→ **What to produce**
Among the records below, which lines contain the string "template"? Report them.

++++++++++

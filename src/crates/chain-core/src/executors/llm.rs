//! LLM node executor
//!
//! Renders the prompt template, calls the injected
//! [`LlmService`](llm::LlmService) with the node's provider config and any
//! advertised tool schemas, and records token usage with cost from the
//! pricing table (unknown models cost zero). Provider errors come back as
//! failed results so the wrapper can retry transient ones.
//!
//! If the reply text parses as a JSON object it becomes the node's output
//! object (so downstream paths can navigate it); otherwise the output is
//! the raw string.

use crate::chain::Chain;
use crate::error::{ChainError, Result};
use crate::node::NodeConfig;
use crate::registry::{NodeContext, NodeExecutor};
use crate::result::{NodeExecutionResult, NodeMetadata, UsageMetadata};
use crate::template;
use async_trait::async_trait;
use llm::{calculate_cost, ToolSchema};
use serde_json::Value;
use tooling::tool::tool_descriptor;

/// Executor for `llm` nodes
pub struct LlmExecutor;

#[async_trait]
impl NodeExecutor for LlmExecutor {
    async fn execute(
        &self,
        chain: &Chain,
        node: &NodeConfig,
        ctx: &NodeContext,
    ) -> Result<NodeExecutionResult> {
        let NodeConfig::Llm(config) = node else {
            return Err(ChainError::config("llm executor received a non-llm node"));
        };
        let metadata = NodeMetadata::started(node);

        let Some(service) = chain.llm_service() else {
            return Ok(NodeExecutionResult::failure(
                metadata,
                "no LLM service configured",
                "ConfigError",
            ));
        };

        let prompt = match template::render_str(&config.prompt_template, &ctx.scope()) {
            Ok(prompt) => prompt,
            Err(e) => {
                return Ok(NodeExecutionResult::failure(
                    metadata,
                    format!("failed to render prompt template: {e}"),
                    "DependencyError",
                ));
            }
        };

        let tool_schemas: Vec<ToolSchema> = config
            .tools
            .iter()
            .filter_map(|name| match chain.tools().get(name) {
                Some(tool) => ToolSchema::from_descriptor(&tool_descriptor(tool.as_ref())),
                None => {
                    tracing::warn!(node = %ctx.node_id, tool = %name, "advertised tool not registered");
                    None
                }
            })
            .collect();

        if ctx.cancel.is_cancelled() {
            return Ok(NodeExecutionResult::failure(
                metadata,
                "execution cancelled",
                "Cancelled",
            ));
        }

        tracing::debug!(
            node = %ctx.node_id,
            model = %config.llm_config.model,
            provider = %config.llm_config.provider,
            "dispatching llm call"
        );

        let reply = match service
            .generate(
                &config.llm_config,
                &prompt,
                Some(&ctx.inputs),
                if tool_schemas.is_empty() {
                    None
                } else {
                    Some(&tool_schemas)
                },
            )
            .await
        {
            Ok(reply) => reply,
            Err(e) => {
                return Ok(NodeExecutionResult::failure(
                    metadata,
                    e.to_string(),
                    "ExecutorError",
                ));
            }
        };

        let usage = UsageMetadata {
            prompt_tokens: reply.usage.prompt_tokens,
            completion_tokens: reply.usage.completion_tokens,
            total_tokens: reply.usage.total_tokens,
            cost: calculate_cost(
                config.llm_config.provider,
                &config.llm_config.model,
                reply.usage.prompt_tokens,
                reply.usage.completion_tokens,
            ),
            api_calls: 1,
            model: config.llm_config.model.clone(),
            provider: config.llm_config.provider.to_string(),
            node_id: ctx.node_id.clone(),
        };

        let output = match serde_json::from_str::<Value>(&reply.text) {
            Ok(parsed @ Value::Object(_)) => parsed,
            _ => Value::String(reply.text),
        };

        Ok(NodeExecutionResult::success(metadata, output).with_usage(usage))
    }
}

++++++++++

→ **Result of the task**
//! Renders the prompt template, calls the injected
use crate::template;
        let prompt = match template::render_str(&config.prompt_template, &ctx.scope()) {
                    format!("failed to render prompt template: {e}"),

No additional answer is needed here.